No longer. The first Intermodal-related development has been proposed on the land that surrounds our four-acre homestead on three sides. My wife and I are the first people so directly and closely affected by the Intermodal and the warehouses that will come with it – but not the last.

This might happen to you too, so I will tell you how this developer has worked. First, Paul Licausi of LS Commercial Real Estate offered to buy our property, and showed us a “site plan” (a drawing) that shows a road for diesel trucks just 10 feet from our eastern property line, and a 12 acre warehouse just ten feet beyond that. On the other side of our property was another huge 12 acre warehous.

I told him that we want to retire here in 7-8 years, and are not interested in selling now. I told him that I want him to follow good development standards so that can enjoy our property until then. In return for assurances of good standards, I offered to would work with him to assure our property could be integrated into his development at that time. I offered to guarantee him the right to buy the property.
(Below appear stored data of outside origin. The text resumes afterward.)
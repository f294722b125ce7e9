//! File-backed campaign store and its HTTP front end.
//!
//! The whole collection is one JSON array on disk, rewritten on every
//! write. There is no versioning: the last write wins.

mod error;
mod health;
mod server;

use std::fs;
use std::io::Write;
use std::path::{Path, PathBuf};
use std::sync::Arc;

use parking_lot::RwLock;
use serde_json::Value;

use crate::campaign::Campaign;

pub use error::StoreError;
pub use health::HealthStatus;
pub use server::{build_router, StoreServer};

#[derive(Clone)]
pub struct CampaignStore {
    inner: Arc<RwLock<Vec<Campaign>>>,
    path: PathBuf,
}

impl CampaignStore {
    /// Open the store at `path`. A missing file starts an empty collection.
    pub fn open(path: impl Into<PathBuf>) -> Result<Self, StoreError> {
        let path = path.into();
        let campaigns = match fs::read_to_string(&path) {
            Ok(content) if content.trim().is_empty() => Vec::new(),
            Ok(content) => {
                serde_json::from_str(&content).map_err(|source| StoreError::Corrupt {
                    path: path.clone(),
                    source,
                })?
            }
            Err(e) if e.kind() == std::io::ErrorKind::NotFound => Vec::new(),
            Err(source) => return Err(StoreError::Io { path, source }),
        };
        tracing::info!(path = %path.display(), count = campaigns.len(), "Campaign store opened");
        Ok(Self {
            inner: Arc::new(RwLock::new(campaigns)),
            path,
        })
    }

    pub fn path(&self) -> &Path {
        &self.path
    }

    pub fn list(&self) -> Vec<Campaign> {
        self.inner.read().clone()
    }

    pub fn len(&self) -> usize {
        self.inner.read().len()
    }

    pub fn is_empty(&self) -> bool {
        self.inner.read().is_empty()
    }

    pub fn get(&self, id: &str) -> Result<Campaign, StoreError> {
        self.inner
            .read()
            .iter()
            .find(|c| c.id == id)
            .cloned()
            .ok_or_else(|| not_found(id))
    }

    /// Append a new campaign. Ids must be unique.
    pub fn create(&self, campaign: Campaign) -> Result<Campaign, StoreError> {
        let mut campaigns = self.inner.write();
        if campaigns.iter().any(|c| c.id == campaign.id) {
            return Err(StoreError::DuplicateId { id: campaign.id });
        }
        let mut next = campaigns.clone();
        next.push(campaign.clone());
        self.persist(&next)?;
        *campaigns = next;
        tracing::info!(id = %campaign.id, kind = %campaign.kind(), "Campaign created");
        Ok(campaign)
    }

    /// Shallow-merge `patch` over the stored document.
    ///
    /// Top-level keys in `patch` replace the stored ones (so a `props` patch
    /// replaces the whole props object). The merged document must still be a
    /// valid campaign with the same id.
    pub fn update(&self, id: &str, patch: Value) -> Result<Campaign, StoreError> {
        let Value::Object(patch) = patch else {
            return Err(StoreError::InvalidCampaign(
                "update body must be a JSON object".to_string(),
            ));
        };

        let mut campaigns = self.inner.write();
        let index = campaigns
            .iter()
            .position(|c| c.id == id)
            .ok_or_else(|| not_found(id))?;

        let mut merged = match serde_json::to_value(&campaigns[index]) {
            Ok(Value::Object(map)) => map,
            Ok(_) => return Err(StoreError::Internal("campaign did not serialize to an object".to_string())),
            Err(e) => return Err(StoreError::Internal(e.to_string())),
        };
        merged.extend(patch);

        let updated: Campaign = serde_json::from_value(Value::Object(merged))
            .map_err(|e| StoreError::InvalidCampaign(e.to_string()))?;
        if updated.id != id {
            return Err(StoreError::InvalidCampaign(
                "campaign id cannot be changed".to_string(),
            ));
        }

        let mut next = campaigns.clone();
        next[index] = updated.clone();
        self.persist(&next)?;
        *campaigns = next;
        tracing::info!(id, "Campaign updated");
        Ok(updated)
    }

    pub fn delete(&self, id: &str) -> Result<Campaign, StoreError> {
        let mut campaigns = self.inner.write();
        let index = campaigns
            .iter()
            .position(|c| c.id == id)
            .ok_or_else(|| not_found(id))?;
        let mut next = campaigns.clone();
        let removed = next.remove(index);
        self.persist(&next)?;
        *campaigns = next;
        tracing::info!(id, "Campaign deleted");
        Ok(removed)
    }

    /// Replace the data file with `campaigns`: write a sibling temp file,
    /// then rename over the original.
    fn persist(&self, campaigns: &[Campaign]) -> Result<(), StoreError> {
        let io_err = |source| StoreError::Io {
            path: self.path.clone(),
            source,
        };
        if let Some(parent) = self.path.parent() {
            if !parent.as_os_str().is_empty() {
                fs::create_dir_all(parent).map_err(io_err)?;
            }
        }
        let json = serde_json::to_string_pretty(campaigns)
            .map_err(|e| StoreError::Internal(e.to_string()))?;

        let tmp_path = self.path.with_extension("json.tmp");
        let mut tmp = fs::File::create(&tmp_path).map_err(io_err)?;
        tmp.write_all(json.as_bytes()).map_err(io_err)?;
        tmp.sync_all().map_err(io_err)?;
        fs::rename(&tmp_path, &self.path).map_err(io_err)
    }
}

fn not_found(id: &str) -> StoreError {
    StoreError::NotFound { id: id.to_string() }
}
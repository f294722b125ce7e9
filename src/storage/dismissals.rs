use std::collections::{BTreeSet, HashSet};
use std::sync::Arc;

use super::{KeyValueStore, StorageError};

/// Namespaced key holding the JSON array of dismissed campaign ids.
pub const DISMISSED_CAMPAIGNS_KEY: &str = "campaignkit:dismissed_campaigns";

/// Persistent set of campaign ids this device has dismissed.
#[derive(Clone)]
pub struct DismissalStore {
    kv: Arc<dyn KeyValueStore>,
    key: String,
}

impl DismissalStore {
    pub fn new(kv: Arc<dyn KeyValueStore>) -> Self {
        Self::with_key(kv, DISMISSED_CAMPAIGNS_KEY)
    }

    pub fn with_key(kv: Arc<dyn KeyValueStore>, key: impl Into<String>) -> Self {
        Self {
            kv,
            key: key.into(),
        }
    }

    /// Read the persisted set, reporting any failure.
    pub fn try_load(&self) -> Result<HashSet<String>, StorageError> {
        Ok(self.read()?.into_iter().collect())
    }

    /// Read the persisted set. A missing, unreadable or corrupt entry loads
    /// as the empty set.
    pub fn load(&self) -> HashSet<String> {
        match self.try_load() {
            Ok(set) => set,
            Err(e) => {
                tracing::warn!(key = %self.key, error = %e, "Failed to load dismissed campaigns");
                HashSet::new()
            }
        }
    }

    /// Add `id` to the persisted set.
    pub fn dismiss(&self, id: &str) -> Result<(), StorageError> {
        // An unreadable entry is overwritten rather than blocking new dismissals.
        let mut ids = self.read().unwrap_or_default();
        if !ids.insert(id.to_string()) {
            return Ok(());
        }
        self.write(&ids)
    }

    pub fn clear(&self) -> Result<(), StorageError> {
        self.kv.remove(&self.key)
    }

    fn read(&self) -> Result<BTreeSet<String>, StorageError> {
        match self.kv.get(&self.key)? {
            Some(raw) => Ok(serde_json::from_str(&raw)?),
            None => Ok(BTreeSet::new()),
        }
    }

    fn write(&self, ids: &BTreeSet<String>) -> Result<(), StorageError> {
        let raw = serde_json::to_string(ids)?;
        self.kv.set(&self.key, &raw)
    }
}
I have told him that in person at our only meeting, and in several email messages. I invited him to my home to discuss it. I suggested we find a “win-win” solution that meets his needs and ours. He has refused. One of his employees said he will meet with me only to discuss my wife and I selling him the property. His development plans, if he is successful, will destroy the livability of our home.

So, my only option has been to approach the City of Gardner and to ask that they not annex the land that surrounds me until there are standards in place appropriate for a Mega-warehouse development. Everyone in the city agrees that such standards do not yet exist, and are looking into hiring a consultant to help them develop appropriate standards.

One thing I can’t convey so easily is how nonchalantly multi-racial and gender balanced the conference was.  Which is only natural, given who’s in the way of limitless corporate greed.  This is what America looks like.  And it’s had enough of being shunted aside in the name of “progress” that doesn’t seem to be headed anywhere at all.

Welcome to the birth of a movement.

It wasn’t born, really. Like Topsy, it jus’ growed.